BYU was 2–1. Their only loss was to undefeated Wyoming. Wyoming finished the season No. 6 in the AP poll. The Cougars had defeated New Mexico and West Michigan by a combined 55 points. On Oregon State's second play from scrimmage, Steve Preece was intercepted. Eight plays later, the Cougars were up 7–0. Later in the quarter, Don Whitley intercepted a BYU pass and returned it to the Cougar two. On the next play, Bill Enyart plowed in for a touchdown, knotting the score at seven. The Beavers’ best drives in the second quarter ended on a fumble and a missed 50-yard field goal. BYU scored on a 40-yard field goal with less than three minutes left to take a 10–7 lead. They tacked on a 68-yard touchdown pass to take a 10-point lead into halftime.

Early in the fourth quarter, the Cougars added another touchdown for a 24–7 lead. BYU was driving again in the fourth quarter, but Mark Waletich came up with an interception at the Oregon State two yard-line. The Beavers drove 98 yards, including a 31-yard touchdown pass from Preece to Billy Main to pull within 11. The Beavers’ best drive after that point ended after an interception. After Oregon State's defense forced a punt, the Beavers’ next drive ended when Preece's pass bounced off a receiver's helmet and was intercepted by Bobby Smith. Smith returned the interception 27 yards for a touchdown to wrap up the BYU victory. Oregon State committed 11 turnovers in the game, one fewer than the 12 the Beavers committed over the next five games.

|  | 1 | 2 | 3 | 4 | Total |
|---|---|---|---|---|---|
| Cougars | 7 | 10 | 0 | 14 | 31 |
| Beavers | 7 | 0 | 0 | 6 | 13 |

===Purdue===

Entering the game, three undefeated teams topped the AP poll: the Trojans, the Boilermakers, and the Bruins. All three were on the Beavers’ schedule over the next four weeks. The first was #2 Purdue, the defending Rose Bowl champions on a nine-game winning streak. In 1967, the Boilermakers started the season beating Texas A&M in Texas and #1 Notre Dame. The week before Oregon State came to West Lafayette, Purdue beat Ohio State 41–6 in Columbus. The win remains the largest by any team over the Buckeyes in Ohio Stadium since 1946.

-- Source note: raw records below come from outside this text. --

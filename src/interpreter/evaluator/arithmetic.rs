use log::trace;

use crate::{
    ast::{ArithmeticFunction, Node},
    error::{EvalResult, EvaluationError},
    interpreter::evaluator::core::Reducer,
};

impl Reducer {
    /// Applies an arithmetic function to reduced operands.
    ///
    /// When both operands are literals the node is replaced by a literal
    /// holding the result. Otherwise the node is rebuilt unchanged so that an
    /// enclosing `let` can substitute into it later.
    ///
    /// # Errors
    /// - `InvalidArguments` if a literal operand is outside the 32-bit range.
    /// - `CalculationError` on division by zero.
    pub(in crate::interpreter::evaluator) fn eval_function(&mut self,
                                                           function: ArithmeticFunction,
                                                           left: Node,
                                                           right: Node)
                                                           -> EvalResult<Node> {
        if let (Node::Literal(a), Node::Literal(b)) = (&left, &right) {
            let result = compute(function, parse_operand(a)?, parse_operand(b)?)?;
            trace!("{function}({a},{b}) => {result}");

            let reduced = Node::literal(result);
            self.record(&reduced);
            return Ok(reduced);
        }

        Ok(Node::Function { function,
                            left: Box::new(left),
                            right: Box::new(right) })
    }
}

fn parse_operand(text: &str) -> EvalResult<i32> {
    text.parse()
        .map_err(|_| EvaluationError::invalid_arguments(format!("'{text}' is not a 32-bit integer")))
}

/// Computes a two-operand arithmetic function on 32-bit integers.
///
/// `add`, `sub` and `multi` wrap around on overflow. `div` truncates toward
/// zero, and `div(i32::MIN, -1)` wraps to `i32::MIN`.
///
/// # Errors
/// `CalculationError` if `function` is `div` and `b` is zero.
///
/// # Examples
/// ```
/// use letcalc::{ast::ArithmeticFunction, interpreter::evaluator::arithmetic::compute};
///
/// assert_eq!(compute(ArithmeticFunction::Div, 7, -3).unwrap(), -2);
/// assert_eq!(compute(ArithmeticFunction::Add, i32::MAX, 1).unwrap(), i32::MIN);
/// assert!(compute(ArithmeticFunction::Div, 1, 0).is_err());
/// ```
pub fn compute(function: ArithmeticFunction, a: i32, b: i32) -> EvalResult<i32> {
    match function {
        ArithmeticFunction::Add => Ok(a.wrapping_add(b)),
        ArithmeticFunction::Sub => Ok(a.wrapping_sub(b)),
        ArithmeticFunction::Multi => Ok(a.wrapping_mul(b)),
        ArithmeticFunction::Div => {
            if b == 0 {
                Err(EvaluationError::calculation(format!("division by zero in div({a},{b})")))
            } else {
                Ok(a.wrapping_div(b))
            }
        },
    }
}
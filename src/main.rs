use std::process::ExitCode;

use clap::Parser;
use letcalc::evaluate;
use log::{LevelFilter, error, info};

/// letcalc evaluates prefix-call arithmetic expressions with `let` bindings,
/// such as `let(a, 5, add(a, a))`.
#[derive(Parser, Debug)]
#[command(version, about, long_about = None)]
struct Args {
    /// The expression to evaluate.
    expression: Option<String>,

    /// Log verbosity: `debug`, `info` or `error`, in any case. Any other value
    /// turns logging off. `RUST_LOG` takes precedence when set.
    log_level: Option<String>,
}

/// Maps a verbosity name to a level filter without ever failing.
fn level_filter(name: Option<&str>) -> LevelFilter {
    match name.map(str::to_ascii_lowercase).as_deref() {
        Some("debug") => LevelFilter::Debug,
        Some("info") => LevelFilter::Info,
        Some("error") => LevelFilter::Error,
        _ => LevelFilter::Off,
    }
}

fn main() -> ExitCode {
    let args = Args::parse();

    let level = level_filter(args.log_level.as_deref());
    env_logger::Builder::from_env(env_logger::Env::default().default_filter_or(level.as_str()))
        .init();

    info!("Computing input expression...");
    match evaluate(args.expression.as_deref()) {
        Ok(result) => {
            info!("Computing complete with result: {result}.");
            println!("{result}");
            ExitCode::SUCCESS
        },
        Err(e) => {
            error!("{e}");
            eprintln!("{e}");
            ExitCode::FAILURE
        },
    }
}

Purdue's stars were Mike Phipps at quarterback, Jim Beirne at end and Leroy Keyes at cornerback, running back, and punt and kick returner. Keyes was the nation's leading scorer in 1967 and would finish third in the Heisman balloting in 1967 and second in 1968. In both years, he was an All-American at both cornerback and running back. He appeared on the cover of Sports Illustrated's 1968 college football preview. In 1987, he was voted the all-time greatest Purdue football player. In 2004, College Football News voted him the 86th best football player of all time. Entering the game, Phipps led the nation in total offense. Phipps would finish second in the Heisman balloting in 1970. Beirne was an All-American in 1967 and actually broke the Purdue all-time record for receptions during the game. The Boilermaker faithful did not give the Beavers much of a chance, erecting tombstones with the Oregon State players’ names on them. The Beaver coaches made sure to drive the Oregon State bus past them the day before the game. Purdue entered the game 20-point favorites.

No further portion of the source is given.